Es gibt zwar keine direkte Förderung, jedoch eine indirekte. Bei dem gegenwärtigen Abrechnungsmodell für Privathaushalte finanzieren Staat und die Energieversorger verbrauchsunabhängige Kosten über Zuschläge auf den Arbeitspreis. Photovoltaik-Anlagenbesitzer können durch Eigenverbrauch ihren Netzbezug reduzieren und müssen damit weniger von diesen ganzen Umlagen und Steuern zahlen, als ein Haushalt mit demselben Strombedarf ohne Photovoltaik-Anlage. Ab einer Anlagengröße von 30 Kilowatt muss für den Strombedarf, der durch die eigene Photovoltaik-Anlage gedeckt wird zumindest ein Teil der EEG-Umlage bezahlt werden, ist aber immer noch deutlich geringer mit Steuern und Umlagen belastet, als der aus dem öffentlichen Netz bezogene Strom.

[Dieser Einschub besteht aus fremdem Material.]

//! `doorbird monitor`: log in, report events, run until Ctrl-C.

use std::time::SystemTime;

use tracing::{debug, info};

use doorbird_api::MonitorState;

use crate::cli::{MonitorArgs, OutputFormat};
use crate::error::CliError;

use super::{Session, style};

pub async fn handle(session: &Session<'_>, args: MonitorArgs) -> Result<(), CliError> {
    let client = session.client;
    let output = session.global.output;

    // Handlers must be in place before login starts the stream.
    for event in args.events {
        let name = event.clone();
        client.handlers().register(event, move || report_event(&name, output));
    }

    if !client.login().await {
        return Err(CliError::CommandFailed {
            operation: "login".into(),
        });
    }

    let Some(mut state) = client.subscribe_monitor() else {
        return Err(CliError::CommandFailed {
            operation: "monitor".into(),
        });
    };

    eprintln!(
        "{} {} {}",
        style::success("✓ Watching"),
        style::accent(client.label()),
        style::dim("(Ctrl-C to stop)")
    );

    loop {
        tokio::select! {
            biased;
            _ = tokio::signal::ctrl_c() => {
                info!("interrupt received, stopping monitor");
                break;
            }
            changed = state.changed() => {
                if changed.is_err() {
                    // The monitor task is gone: it gave up on a failed attempt.
                    return Err(CliError::CommandFailed {
                        operation: "monitor".into(),
                    });
                }
                let current = *state.borrow_and_update();
                report_state(current);
            }
        }
    }

    client.shutdown();
    if let Some(stats) = client.monitor_stats() {
        debug!(
            attempts = stats.connection_attempts,
            heartbeat_losses = stats.heartbeat_losses,
            "monitor stopped"
        );
    }
    Ok(())
}

fn report_event(name: &str, output: OutputFormat) {
    let at = humantime::format_rfc3339_seconds(SystemTime::now());
    match output {
        OutputFormat::Json => {
            println!("{}", serde_json::json!({ "time": at.to_string(), "event": name }));
        }
        OutputFormat::Text => println!("{} {}", style::dim(at.to_string()), style::accent(name)),
    }
}

fn report_state(state: MonitorState) {
    match state {
        MonitorState::Reconnecting => eprintln!("{}", style::warning("… waiting to reconnect")),
        MonitorState::Streaming => eprintln!("{}", style::success("✓ stream connected")),
        MonitorState::Connecting | MonitorState::Idle => debug!(?state, "monitor state changed"),
    }
}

„Eigenverbrauch ist doch gut für das Stromnetz“

Zunächst einmal muss man sich bewusst machen, dass es für den physikalischen Stromfluss und damit auch für die Netzbelastung völlig irrelevant ist, ob eine Photovoltaik-Anlage als Volleinspeiser oder als Eigenverbrauchsanlage angeschlossen ist. Der Unterschied beider Anschlussarten ist einzig und allein die zählertechnische Abrechnung. Auch bei einem Anschluss als Volleinspeiser wird der von der Photovoltaik-Anlage erzeugte Strom in erster Linie die Haushaltsverbraucher versorgen und nur der überschüssige Strom in das öffentliche Netz abfließen. Dass sich vor einigen Jahren der Anschluss als Eigenverbrauchsanlage durchgesetzt, hat lag nicht an einem plötzlich gestiegenen Umweltbewusstsein oder dem Bestreben, das Netz zu entlasten, sondern schlicht und einfach daran, dass damals die Höhe des Einspeisetarifes unter die des Haushaltsstrompreises gesunken war.

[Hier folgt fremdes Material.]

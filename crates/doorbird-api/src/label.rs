/// Human-readable device label for log lines.
///
/// In order of preference: the configured name, `{device type}@{address}`
/// once the device type is known, or the bare address.
pub fn device_label(name: Option<&str>, device_type: Option<&str>, address: &str) -> String {
    if let Some(name) = name.filter(|n| !n.is_empty()) {
        return name.to_owned();
    }

    match device_type.filter(|t| !t.is_empty()) {
        Some(device_type) => format!("{device_type}@{address}"),
        None => address.to_owned(),
    }
}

Damit ist es dann aber auch auf einmal finanziell vorteilhaft, den Eigenverbrauchsanteil seiner Photovoltaik-Anlage zu erhöhen, etwa durch Batteriespeicher. Dabei stellt sich die berechtigte Frage, ob denn dann zumindest diese Eigenverbrauchserhöhung netzdienlich ist oder gar CO2-Emissionen verringert. Es ist zwar grundsätzlich richtig, dass die Netzbelastung sinkt, wenn Erzeugung und Verbrauch möglichst ausgeglichen sind. Im Bereich der Privathaushalte ist eine pauschale Erhöhung des Eigenverbrauchsanteils in den allermeisten Fällen für das Netz völlig unnötig. Das Netz ist für den „Worst Case“-Fall innerhalb eines Jahres ausgelegt, und dieser liegt typischerweise nicht an einem sonnigen Mittag, sondern an einem dunklen Winternachmittag vor, wo das Potenzial einer Eigenverbrauchserhöhung sehr begrenzt ist. Ein finanzieller Anreiz für tatsächliche Netzdienlichkeit könnte stattdessen zukünftig beispielsweise durch vom Netzbetreiber dynamisch festgelegte zeitabhängige Stromtarife erreicht werden.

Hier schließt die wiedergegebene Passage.